The overall San Francisco market has remained stable over the past few months since the September-October-November short selling season and moving upward in the first couple months of 2018. Surprising strength was seen across the board in the entry to mid-level single family home market (up to $2.0 million) in the west central and west neighborhoods (districts 2, 4, 1) to a surprising degree with low and reasonably priced homes selling in almost every case with multiple offers well over the asking price (in excess of 15% over in most cases). Condos have fared well but not nearly as well as single family properties. Low inventory at end of year pushed properties into contract that were languishing in late fall as more value conscious buyers saw an opportunity before prices trended upward. Similar strength was seen in other historically moderately priced districts like Bernal Heights, Glen Park and surrounds, while mid priced homes in the heart of District 5 (Noe, Dolores Heights, Mission Dolores, Eureka, Cole Valley) up to $3 million also faired very well with selling prices staying stable in the $1,100 – $1,200 per foot range on average. The very upper end (over $4.0 million) was a bit more sluggish though with surprising examples selling at or above $5,000,000 and exceeding $1,300 a foot and with a quick resurgence in January and early February. In essence, the ultra premium properties in the best locations are holding the day even at very elevated prices and properties in marginalized locations are performing better than expected early in 2018 with low inventory and resurgent demand pushing competition.

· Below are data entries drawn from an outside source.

//! Core types for word scheduling and progress tracking.

use chrono::{DateTime, Utc};
use serde::{Deserialize, Serialize};

/// Mastery level of a word.
///
/// Always within `1..=5`; out-of-range input is clamped, including values
/// arriving through deserialization.
#[derive(Debug, Clone, Copy, PartialEq, Eq, PartialOrd, Ord, Hash, Serialize, Deserialize)]
#[serde(from = "u8", into = "u8")]
pub struct Level(u8);

impl Level {
    pub const MIN: Level = Level(1);
    pub const MAX: Level = Level(5);

    /// Create a level, clamping into `1..=5`.
    pub fn new(value: u8) -> Self {
        Self(value.clamp(Self::MIN.0, Self::MAX.0))
    }

    pub fn get(self) -> u8 {
        self.0
    }

    /// One level up, saturating at 5.
    pub fn promoted(self) -> Self {
        Self::new(self.0.saturating_add(1))
    }

    /// One level down, saturating at 1.
    pub fn demoted(self) -> Self {
        Self::new(self.0.saturating_sub(1))
    }

    /// All levels in ascending order.
    pub fn all() -> [Level; 5] {
        [Level(1), Level(2), Level(3), Level(4), Level(5)]
    }
}

impl Default for Level {
    fn default() -> Self {
        Self::MIN
    }
}

impl From<u8> for Level {
    fn from(value: u8) -> Self {
        Self::new(value)
    }
}

impl From<Level> for u8 {
    fn from(level: Level) -> Self {
        level.0
    }
}

/// Consecutive-correct counter for a word.
///
/// Always within `1..=10`, clamped the same way as [`Level`].
#[derive(Debug, Clone, Copy, PartialEq, Eq, PartialOrd, Ord, Hash, Serialize, Deserialize)]
#[serde(from = "u8", into = "u8")]
pub struct Streak(u8);

impl Streak {
    pub const MIN: Streak = Streak(1);
    pub const MAX: Streak = Streak(10);

    /// Create a streak, clamping into `1..=10`.
    pub fn new(value: u8) -> Self {
        Self(value.clamp(Self::MIN.0, Self::MAX.0))
    }

    pub fn get(self) -> u8 {
        self.0
    }

    /// Next streak after a correct answer, saturating at 10.
    pub fn advanced(self) -> Self {
        Self::new(self.0.saturating_add(1))
    }

    /// Streak after an incorrect answer.
    pub fn reset(self) -> Self {
        Self::MIN
    }
}

impl Default for Streak {
    fn default() -> Self {
        Self::MIN
    }
}

impl From<u8> for Streak {
    fn from(value: u8) -> Self {
        Self::new(value)
    }
}

impl From<Streak> for u8 {
    fn from(streak: Streak) -> Self {
        streak.0
    }
}

/// Question format presented to the learner.
///
/// Formats are ordered by recall effort; harder formats stretch the
/// review interval further.
#[derive(Debug, Clone, Copy, PartialEq, Eq, Hash, Serialize, Deserialize)]
#[serde(rename_all = "snake_case")]
pub enum QuestionFormat {
    MultipleChoice,
    FillBlank,
    Listening,
    Matching,
    DragDrop,
}

impl QuestionFormat {
    /// Interval multiplier applied by the scheduler.
    pub fn multiplier(self) -> f64 {
        match self {
            Self::MultipleChoice => 1.0,
            Self::FillBlank => 1.1,
            Self::Listening => 1.2,
            Self::Matching => 1.3,
            Self::DragDrop => 1.5,
        }
    }

    /// Get the format name as a string.
    pub fn as_str(self) -> &'static str {
        match self {
            Self::MultipleChoice => "multiple_choice",
            Self::FillBlank => "fill_blank",
            Self::Listening => "listening",
            Self::Matching => "matching",
            Self::DragDrop => "drag_drop",
        }
    }
}

/// CEFR proficiency tag carried by catalog words.
#[derive(Debug, Clone, Copy, PartialEq, Eq, Hash, Serialize, Deserialize)]
pub enum CefrLevel {
    A1,
    A2,
    B1,
    B2,
    C1,
    C2,
}

impl CefrLevel {
    /// Coarse difficulty bucket used by progress summaries.
    pub fn tier(self) -> DifficultyTier {
        match self {
            Self::A1 | Self::A2 => DifficultyTier::Basic,
            Self::B1 | Self::B2 => DifficultyTier::Intermediate,
            Self::C1 | Self::C2 => DifficultyTier::Advanced,
        }
    }
}

/// Difficulty grouping of CEFR levels.
#[derive(Debug, Clone, Copy, PartialEq, Eq, Hash, Serialize, Deserialize)]
#[serde(rename_all = "snake_case")]
pub enum DifficultyTier {
    Basic,
    Intermediate,
    Advanced,
}

/// How a batch of answers was produced.
#[derive(Debug, Clone, Copy, PartialEq, Eq, Serialize, Deserialize)]
#[serde(rename_all = "snake_case")]
pub enum ReviewMode {
    Learn,
    Review,
}

impl ReviewMode {
    /// Get the mode name as a string.
    pub fn as_str(self) -> &'static str {
        match self {
            Self::Learn => "learn",
            Self::Review => "review",
        }
    }
}

/// Scheduling state of one (learner, word) pair, minus identity.
#[derive(Debug, Clone, PartialEq, Eq, Serialize, Deserialize)]
pub struct ReviewState {
    pub level: Level,
    pub streak: Streak,
    pub next_review_at: DateTime<Utc>,
    pub last_reviewed_at: DateTime<Utc>,
}

/// Clock time remaining until a cutoff, zero-clamped once it has passed.
#[derive(Debug, Clone, Copy, Default, PartialEq, Eq, Serialize, Deserialize)]
pub struct TimeRemaining {
    pub hours: i64,
    pub minutes: i64,
    pub seconds: i64,
}

impl TimeRemaining {
    pub const ZERO: TimeRemaining = TimeRemaining {
        hours: 0,
        minutes: 0,
        seconds: 0,
    };

    pub fn is_zero(self) -> bool {
        self == Self::ZERO
    }
}
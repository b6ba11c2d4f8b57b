//! Review-ready window selection.

use chrono::{DateTime, Utc};
use serde::{Deserialize, Serialize};
use uuid::Uuid;

use wordpace_core::{review_cutoff, time_until, TimeRemaining};

use crate::error::Result;
use crate::models::WordProgress;
use crate::store::StateFilter;
use crate::ProgressEngine;

/// Words inside the review-ready window of one learner.
///
/// The window always contains the earliest scheduled word plus anything
/// due within the window margin after it, even when the cutoff is still
/// in the future.
#[derive(Debug, Clone, PartialEq, Serialize, Deserialize)]
pub struct DueWindow {
    pub cutoff_time: DateTime<Utc>,
    pub words: Vec<WordProgress>,
}

impl DueWindow {
    /// Whether the window has opened and the words are ready to review.
    pub fn is_ready(&self, now: DateTime<Utc>) -> bool {
        self.cutoff_time <= now
    }

    /// Clock time until the window opens, zero once it has.
    pub fn time_until_ready(&self, now: DateTime<Utc>) -> TimeRemaining {
        time_until(self.cutoff_time, now)
    }
}

impl ProgressEngine {
    /// Words due for review, always served live from the store.
    pub async fn review_queue(&self, learner_id: Uuid) -> Result<DueWindow> {
        let rows = self.store.query(learner_id, StateFilter::default()).await?;
        Ok(select_due(rows, Utc::now()))
    }
}

/// Select the rows whose next review falls inside the window.
pub(crate) fn select_due(rows: Vec<WordProgress>, now: DateTime<Utc>) -> DueWindow {
    let min_next = rows.iter().map(|row| row.state.next_review_at).min();
    let cutoff_time = review_cutoff(min_next, now);
    let words = rows
        .into_iter()
        .filter(|row| row.state.next_review_at <= cutoff_time)
        .collect();
    DueWindow { cutoff_time, words }
}
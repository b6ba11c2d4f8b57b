//! In-memory cache with per-entry TTL.

use std::collections::HashMap;
use std::time::{Duration, Instant};

use async_trait::async_trait;
use serde_json::Value;
use tokio::sync::RwLock;

use super::{Cache, CacheError};

struct Entry {
    value: Value,
    expires_at: Instant,
}

/// In-memory [`Cache`] backed by a hash map.
///
/// Entries expire lazily on read; writes purge whatever has already
/// expired so the map does not grow without bound.
#[derive(Default)]
pub struct MemoryCache {
    entries: RwLock<HashMap<String, Entry>>,
}

impl MemoryCache {
    pub fn new() -> Self {
        Self::default()
    }

    /// Number of live (unexpired) entries.
    pub async fn len(&self) -> usize {
        let now = Instant::now();
        let entries = self.entries.read().await;
        entries.values().filter(|entry| entry.expires_at > now).count()
    }

    pub async fn is_empty(&self) -> bool {
        self.len().await == 0
    }
}

#[async_trait]
impl Cache for MemoryCache {
    async fn get(&self, key: &str) -> Result<Option<Value>, CacheError> {
        let entries = self.entries.read().await;
        Ok(entries
            .get(key)
            .filter(|entry| entry.expires_at > Instant::now())
            .map(|entry| entry.value.clone()))
    }

    async fn set(&self, key: &str, value: Value, ttl: Duration) -> Result<(), CacheError> {
        let now = Instant::now();
        let mut entries = self.entries.write().await;
        entries.retain(|_, entry| entry.expires_at > now);
        entries.insert(
            key.to_string(),
            Entry {
                value,
                expires_at: now + ttl,
            },
        );
        Ok(())
    }

    async fn delete(&self, key: &str) -> Result<(), CacheError> {
        self.entries.write().await.remove(key);
        Ok(())
    }

    async fn delete_by_prefix(&self, prefix: &str) -> Result<(), CacheError> {
        self.entries
            .write()
            .await
            .retain(|key, _| !key.starts_with(prefix));
        Ok(())
    }
}
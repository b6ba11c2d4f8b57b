//! Cached progress aggregates.
//!
//! Every view here is cache-backed. Cached documents embed their own
//! `cutoff_time`; on a hit the `time_until_next_review` field is
//! recomputed against the live clock, so a fresh-looking countdown
//! never requires a store round trip.

use chrono::Utc;
use uuid::Uuid;

use wordpace_core::{time_until, Level};

use crate::error::Result;
use crate::keys;
use crate::models::{
    LeaderboardEntry, LearnedWordsOverview, LevelCounts, LevelGroup, Page, ProgressSnapshot,
    TierCounts, WordProgress,
};
use crate::store::StateFilter;
use crate::window::select_due;
use crate::ProgressEngine;

impl ProgressEngine {
    /// Progress summary: level and tier counts plus the review window.
    pub async fn progress_snapshot(&self, learner_id: Uuid) -> Result<ProgressSnapshot> {
        let key = keys::snapshot(learner_id);
        if let Some(mut snapshot) = self.cache_read::<ProgressSnapshot>(&key).await {
            snapshot.time_until_next_review = time_until(snapshot.cutoff_time, Utc::now());
            return Ok(snapshot);
        }

        let now = Utc::now();
        let rows = self.store.query(learner_id, StateFilter::default()).await?;

        let word_ids: Vec<i64> = rows.iter().map(|row| row.word_id).collect();
        let catalog_words = self.catalog.words(&word_ids).await?;

        let mut level_counts = LevelCounts::default();
        let mut tier_counts = TierCounts::default();
        for (row, word) in rows.iter().zip(&catalog_words) {
            level_counts.increment(row.state.level);
            if let Some(cefr) = word.as_ref().and_then(|word| word.cefr) {
                tier_counts.increment(cefr.tier());
            }
        }

        let window = select_due(rows, now);
        let snapshot = ProgressSnapshot {
            level_counts,
            tier_counts,
            review_word_count: window.words.len(),
            time_until_next_review: window.time_until_ready(now),
            cutoff_time: window.cutoff_time,
        };
        self.cache_write(&key, &snapshot, self.config.snapshot_ttl).await;
        Ok(snapshot)
    }

    /// Snapshot numbers plus up to the configured group size of words
    /// per level, ordered by word id.
    pub async fn learned_words(&self, learner_id: Uuid) -> Result<LearnedWordsOverview> {
        let key = keys::learned_overview(learner_id);
        if let Some(mut overview) = self.cache_read::<LearnedWordsOverview>(&key).await {
            overview.time_until_next_review = time_until(overview.cutoff_time, Utc::now());
            return Ok(overview);
        }

        let now = Utc::now();
        let rows = self.store.query(learner_id, StateFilter::default()).await?;

        let mut level_counts = LevelCounts::default();
        for row in &rows {
            level_counts.increment(row.state.level);
        }

        let groups = Level::all()
            .into_iter()
            .map(|level| LevelGroup {
                level,
                words: rows
                    .iter()
                    .filter(|row| row.state.level == level)
                    .take(self.config.learned_group_size)
                    .cloned()
                    .collect(),
            })
            .collect();

        let window = select_due(rows, now);
        let overview = LearnedWordsOverview {
            level_counts,
            review_word_count: window.words.len(),
            time_until_next_review: window.time_until_ready(now),
            cutoff_time: window.cutoff_time,
            groups,
        };
        self.cache_write(&key, &overview, self.config.snapshot_ttl).await;
        Ok(overview)
    }

    /// One page of the learned-words listing, optionally filtered by
    /// level. Pages are numbered from 1; a page past the end is empty.
    pub async fn learned_words_page(
        &self,
        learner_id: Uuid,
        level: Option<Level>,
        page: usize,
        page_size: Option<usize>,
    ) -> Result<Page<WordProgress>> {
        let page = page.max(1);
        let page_size = page_size
            .unwrap_or(self.config.learned_page_size)
            .clamp(1, self.config.learned_page_size_max);

        let key = keys::learned_page(learner_id, level, page, page_size);
        if let Some(listing) = self.cache_read::<Page<WordProgress>>(&key).await {
            return Ok(listing);
        }

        let rows = self.store.query(learner_id, StateFilter { level }).await?;
        let total = rows.len();
        let items = rows
            .into_iter()
            .skip((page - 1) * page_size)
            .take(page_size)
            .collect();

        let listing = Page { items, page, page_size, total };
        self.cache_write(&key, &listing, self.config.snapshot_ttl).await;
        Ok(listing)
    }

    /// One page of the global leaderboard, ordered by total score
    /// descending. Freshness is TTL-only; learner invalidation never
    /// touches these pages.
    pub async fn leaderboard(
        &self,
        page: usize,
        page_size: Option<usize>,
    ) -> Result<Page<LeaderboardEntry>> {
        let page = page.max(1);
        let page_size = page_size
            .unwrap_or(self.config.leaderboard_page_size)
            .clamp(1, self.config.leaderboard_page_size);

        let key = keys::leaderboard_page(page, page_size);
        if let Some(listing) = self.cache_read::<Page<LeaderboardEntry>>(&key).await {
            return Ok(listing);
        }

        let (items, total) = self
            .store
            .leaderboard_page((page - 1) * page_size, page_size)
            .await?;

        let listing = Page { items, page, page_size, total };
        self.cache_write(&key, &listing, self.config.leaderboard_ttl).await;
        Ok(listing)
    }
}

The SOMA/South Beach/Mission Bay/Financial district condo market has remained stable but with far less heat. Most active have been the sub $2.5 million large view properties and the entry level condos (with less or no view) in desirable buildings (under $1.2 million) in strong locations.
Low inventory in the single family home market, ever increasing regional economic strength, a robust stock market (at least through the early February pullback) and good weather have kept the market strong and stable through early 2018. Expectations are for increased (but not heavy) inventory to begin in late February with the market moving upward through Spring when excess inventory might soften price pressure.